Network Density Analysis

Our post-GWAS analysis method (network density analysis; NDA) reveals new biological features of numerous disease states and traits. It works by examining a coexpression network of transcription start sites (discovered in FANTOM5). We find that transcripts containing GWAS hits for a given trait tend to fall into more dense groupings in the coexpression network than randomly-selected transcripts.

NDA demonstrates that GWAS hits for a given disease tend to be near promoter/enhancer elements with similar expression profiles, which enables us to find more hits, fine map probable causative SNPs, and implicate cell types in pathogenesis. Surprisingly, for some diseases, the underlying variants fall into distinct functional groups, suggesting either dual mechanisms of disease, or distinct disease endotypes.
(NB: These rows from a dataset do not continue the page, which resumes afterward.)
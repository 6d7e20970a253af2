//! Error types for the stream readers and writers.

use std::io;

use arrow::error::ArrowError;
use chunkio_arrow::ConvertError;
use chunkio_core::{ArrayError, SchemaError};
use parquet::errors::ParquetError;

/// Errors produced by the IPC and Parquet readers and writers.
#[derive(Debug, thiserror::Error)]
pub enum Error {
    /// A chunk does not conform to the writer's schema; nothing was written.
    #[error(transparent)]
    TypeMismatch(#[from] SchemaError),

    /// An array or chunk could not be constructed.
    #[error(transparent)]
    Construction(#[from] ArrayError),

    /// The source is malformed or truncated, or holds a type chunkio does not
    /// support.
    #[error("decode failed: {0}")]
    Decode(#[source] CodecError),

    /// The codec engine rejected a batch or the footer.
    #[error("encode failed: {0}")]
    Encode(#[source] CodecError),

    /// I/O error on the underlying file, source or sink.
    #[error(transparent)]
    Resource(#[from] io::Error),

    /// An earlier encode failure left the sink in an unknown state.
    #[error("writer is poisoned by an earlier encode failure")]
    Poisoned,

    /// The writer has already written its footer.
    #[error("writer is already finished")]
    Finished,
}

/// Failure reported by the codec engine or the Arrow adapter.
#[derive(Debug, thiserror::Error)]
pub enum CodecError {
    #[error(transparent)]
    Arrow(ArrowError),
    #[error(transparent)]
    Parquet(ParquetError),
    #[error(transparent)]
    Convert(ConvertError),
    /// The source ended early or a recorded offset points outside it.
    #[error("truncated source: {0}")]
    Truncated(io::Error),
}

impl Error {
    pub(crate) fn decode(err: impl Into<Error>) -> Self {
        match err.into() {
            Error::Encode(e) => Error::Decode(e),
            Error::Construction(e) => Error::Decode(CodecError::Convert(ConvertError::Array(e))),
            Error::Resource(e)
                if matches!(
                    e.kind(),
                    io::ErrorKind::UnexpectedEof | io::ErrorKind::InvalidInput
                ) =>
            {
                Error::Decode(CodecError::Truncated(e))
            }
            other => other,
        }
    }
}

// Codec errors default to `Encode`; readers go through `Error::decode`.
// I/O failures surface as `Resource` whichever layer reports them.

impl From<ArrowError> for Error {
    fn from(err: ArrowError) -> Self {
        match err {
            ArrowError::IoError(_, source) => Error::Resource(source),
            other => Error::Encode(CodecError::Arrow(other)),
        }
    }
}

impl From<ParquetError> for Error {
    fn from(err: ParquetError) -> Self {
        match err {
            ParquetError::External(source) => match source.downcast::<io::Error>() {
                Ok(io) => Error::Resource(*io),
                Err(source) => Error::Encode(CodecError::Parquet(ParquetError::External(source))),
            },
            other => Error::Encode(CodecError::Parquet(other)),
        }
    }
}

impl From<ConvertError> for Error {
    fn from(err: ConvertError) -> Self {
        match err {
            ConvertError::Array(e) => Error::Construction(e),
            ConvertError::Arrow(e) => Error::from(e),
            other => Error::Encode(CodecError::Convert(other)),
        }
    }
}

pub type Result<T, E = Error> = std::result::Result<T, E>;
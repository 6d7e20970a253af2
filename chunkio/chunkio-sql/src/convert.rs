//! Conversion between chunk columns and rows of [`SqlValue`]s.
//!
//! Dates, times and timestamps travel as ISO-8601 text: `YYYY-MM-DD`,
//! `HH:MM:SS[.ffffff]` and `YYYY-MM-DDTHH:MM:SS[.ffffff][±HH:MM]`.

use chrono::{DateTime, NaiveDate, NaiveDateTime, NaiveTime};
use chunkio_core::{
    Array, BinaryArray, BooleanArray, Chunk, DataType, DateArray, Field, Float32Array,
    Float64Array, Int8Array, Int16Array, Int32Array, Int64Array, LargeBinaryArray,
    LargeStringArray, NativeType, PrimitiveArray, StringArray, TimeArray, TimestampArray,
    TimestampValue, UInt8Array, UInt16Array, UInt32Array, UInt64Array,
};

use crate::{
    error::{Result, SqlError, ValueTypeError},
    value::SqlValue,
};

// ---------------------------------------------------------------------------
// Chunk -> rows
// ---------------------------------------------------------------------------

/// Transposes `chunk` into one parameter row per chunk row.
///
/// Conversion errors name the column by its parameter position (`?1`, ...).
pub fn chunk_to_rows(chunk: &Chunk) -> Result<Vec<Vec<SqlValue>>> {
    let mut rows = vec![Vec::with_capacity(chunk.num_columns()); chunk.len()];
    for (index, array) in chunk.arrays().iter().enumerate() {
        let name = format!("?{}", index + 1);
        for (row, value) in rows.iter_mut().zip(array_to_values(&name, array)?) {
            row.push(value);
        }
    }
    Ok(rows)
}

fn integers<T: NativeType + Into<i64>>(array: &PrimitiveArray<T>) -> Vec<SqlValue> {
    array.iter().map(|v| v.map(Into::<i64>::into).into()).collect()
}

fn array_to_values(name: &str, array: &Array) -> Result<Vec<SqlValue>> {
    let values: Vec<SqlValue> = match array {
        Array::Boolean(a) => a.iter().map(|v| v.map(i64::from).into()).collect(),
        Array::Int8(a) => integers(a),
        Array::Int16(a) => integers(a),
        Array::Int32(a) => integers(a),
        Array::Int64(a) => integers(a),
        Array::UInt8(a) => integers(a),
        Array::UInt16(a) => integers(a),
        Array::UInt32(a) => integers(a),
        Array::UInt64(a) => a
            .iter()
            .enumerate()
            .map(|(row, v)| match v {
                None => Ok(SqlValue::Null),
                Some(v) => i64::try_from(v).map(SqlValue::Integer).map_err(|_| {
                    SqlError::Conversion {
                        row,
                        column: name.to_string(),
                        data_type: DataType::UInt64,
                        source: ValueTypeError::new("integer", format!("unsigned {v}")),
                    }
                }),
            })
            .collect::<Result<_>>()?,
        Array::Float32(a) => a.iter().map(|v| v.map(f64::from).into()).collect(),
        Array::Float64(a) => a.iter().map(SqlValue::from).collect(),
        Array::Utf8(a) => a.iter().map(SqlValue::from).collect(),
        Array::LargeUtf8(a) => a.iter().map(SqlValue::from).collect(),
        Array::Binary(a) => a.iter().map(|v| v.map(<[u8]>::to_vec).into()).collect(),
        Array::LargeBinary(a) => a.iter().map(|v| v.map(<[u8]>::to_vec).into()).collect(),
        Array::Timestamp(a) => a.iter().map(|v| v.map(|v| v.to_string()).into()).collect(),
        Array::Date32(a) => a.iter().map(|v| v.map(|v| v.to_string()).into()).collect(),
        Array::Time64(a) => a.iter().map(|v| v.map(|v| v.to_string()).into()).collect(),
    };
    Ok(values)
}

// ---------------------------------------------------------------------------
// Rows -> chunk
// ---------------------------------------------------------------------------

/// Builds one chunk from result rows, column `i` typed by `fields[i]`.
pub fn rows_to_chunk(fields: &[Field], rows: &[Vec<SqlValue>]) -> Result<Chunk> {
    let arrays = fields
        .iter()
        .enumerate()
        .map(|(index, field)| {
            let column = rows
                .iter()
                .map(|row| row.get(index).unwrap_or(&SqlValue::Null));
            column_to_array(field, column)
        })
        .collect::<Result<Vec<_>>>()?;
    Ok(Chunk::try_new(arrays)?)
}

/// Converts each cell with `f`, tagging failures with their position.
fn cells<'a, T>(
    field: &Field,
    column: impl Iterator<Item = &'a SqlValue>,
    f: impl Fn(&'a SqlValue) -> Result<Option<T>, ValueTypeError>,
) -> Result<Vec<Option<T>>> {
    column
        .enumerate()
        .map(|(row, value)| {
            f(value).map_err(|source| SqlError::Conversion {
                row,
                column: field.name().to_string(),
                data_type: field.data_type().clone(),
                source,
            })
        })
        .collect()
}

fn narrow<T: TryFrom<i64>>(value: &SqlValue) -> Result<Option<T>, ValueTypeError> {
    value
        .try_i64()?
        .map(|v| T::try_from(v).map_err(|_| ValueTypeError::new("smaller integer", v.to_string())))
        .transpose()
}

/// Accepts only doubles that survive the round trip through `f32`.
fn narrow_f32(value: &SqlValue) -> Result<Option<f32>, ValueTypeError> {
    value
        .try_f64()?
        .map(|v| {
            let narrowed = v as f32;
            if f64::from(narrowed) == v || v.is_nan() {
                Ok(narrowed)
            } else {
                Err(ValueTypeError::new("single-precision float", v.to_string()))
            }
        })
        .transpose()
}

fn parse_text<T>(
    value: &SqlValue,
    expected: &str,
    parse: impl Fn(&str) -> Option<T>,
) -> Result<Option<T>, ValueTypeError> {
    match value {
        SqlValue::Null => Ok(None),
        SqlValue::Text(s) => parse(s.trim())
            .map(Some)
            .ok_or_else(|| ValueTypeError::new(expected, format!("text '{s}'"))),
        other => Err(other.type_mismatch(expected)),
    }
}

fn parse_datetime(s: &str) -> Option<NaiveDateTime> {
    if let Ok(dt) = DateTime::parse_from_rfc3339(s) {
        return Some(dt.naive_utc());
    }
    ["%Y-%m-%dT%H:%M:%S%.f", "%Y-%m-%d %H:%M:%S%.f"]
        .iter()
        .find_map(|fmt| NaiveDateTime::parse_from_str(s, fmt).ok())
}

fn timestamp_cell(value: &SqlValue) -> Result<Option<TimestampValue>, ValueTypeError> {
    // Integers are read as Unix seconds.
    if let SqlValue::Integer(secs) = value {
        return DateTime::from_timestamp(*secs, 0)
            .map(|dt| Some(dt.naive_utc().into()))
            .ok_or_else(|| ValueTypeError::new("timestamp", format!("integer {secs}")));
    }
    parse_text(value, "timestamp", parse_datetime).map(|v| v.map(TimestampValue::from))
}

fn column_to_array<'a>(
    field: &Field,
    column: impl Iterator<Item = &'a SqlValue>,
) -> Result<Array> {
    let array: Array = match field.data_type() {
        DataType::Boolean => {
            BooleanArray::from(cells(field, column, SqlValue::try_bool)?).into()
        }
        DataType::Int8 => Int8Array::from(cells(field, column, narrow::<i8>)?).into(),
        DataType::Int16 => Int16Array::from(cells(field, column, narrow::<i16>)?).into(),
        DataType::Int32 => Int32Array::from(cells(field, column, narrow::<i32>)?).into(),
        DataType::Int64 => Int64Array::from(cells(field, column, SqlValue::try_i64)?).into(),
        DataType::UInt8 => UInt8Array::from(cells(field, column, narrow::<u8>)?).into(),
        DataType::UInt16 => UInt16Array::from(cells(field, column, narrow::<u16>)?).into(),
        DataType::UInt32 => UInt32Array::from(cells(field, column, narrow::<u32>)?).into(),
        DataType::UInt64 => UInt64Array::from(cells(field, column, narrow::<u64>)?).into(),
        DataType::Float32 => Float32Array::from(cells(field, column, narrow_f32)?).into(),
        DataType::Float64 => Float64Array::from(cells(field, column, SqlValue::try_f64)?).into(),
        DataType::Utf8 => {
            StringArray::try_from_iter(cells(field, column, SqlValue::try_text)?)?.into()
        }
        DataType::LargeUtf8 => {
            LargeStringArray::try_from_iter(cells(field, column, SqlValue::try_text)?)?.into()
        }
        DataType::Binary => {
            BinaryArray::try_from_iter(cells(field, column, SqlValue::try_blob)?)?.into()
        }
        DataType::LargeBinary => {
            LargeBinaryArray::try_from_iter(cells(field, column, SqlValue::try_blob)?)?.into()
        }
        DataType::Date32 => DateArray::from_iter(cells(field, column, |v| {
            parse_text(v, "date", |s| NaiveDate::parse_from_str(s, "%Y-%m-%d").ok())
        })?)
        .into(),
        DataType::Time64 => TimeArray::from_iter(cells(field, column, |v| {
            parse_text(v, "time", |s| NaiveTime::parse_from_str(s, "%H:%M:%S%.f").ok())
        })?)
        .into(),
        DataType::Timestamp(unit, timezone) => {
            let values = cells(field, column, timestamp_cell)?;
            let naive = TimestampArray::try_new(values, *unit, None)?;
            match timezone {
                None => naive.into(),
                // Cells are read as UTC; reattach the zone to the same instants.
                Some(tz) => {
                    TimestampArray::try_from_raw(naive.raw().clone(), *unit, Some(tz.as_str()))?
                        .into()
                }
            }
        }
    };
    Ok(array)
}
Network density analysis method for detecting significant coexpression among GWAS hits. (a) A subset of regulatory elements is identified containing disease-associated SNPs. (b) The strength of the links between pairs of these regulatory regions is quantified, first as the Spearman correlation, then as the -log10p-value quantifying the probability, specific to this regulatory region, of a Spearman correlation of at least this strength arising by chance. This is determined from the empirical distribution of correlations between this regulatory region and all other regulatory regions in the entire network of all regulatory regions in the genome. (c) The subset of regulatory regions containing disease-associated SNPs form an unexpectedly dense grouping in the network. The NDA score assigned to any one node is the sum of the links it shares with other nodes in the chosen subset. d) NDA scores from the input subset of regulatory elements are compared with NDA scores from permuted subsets of regulatory elements in order to quantify the false discovery rate (FDR).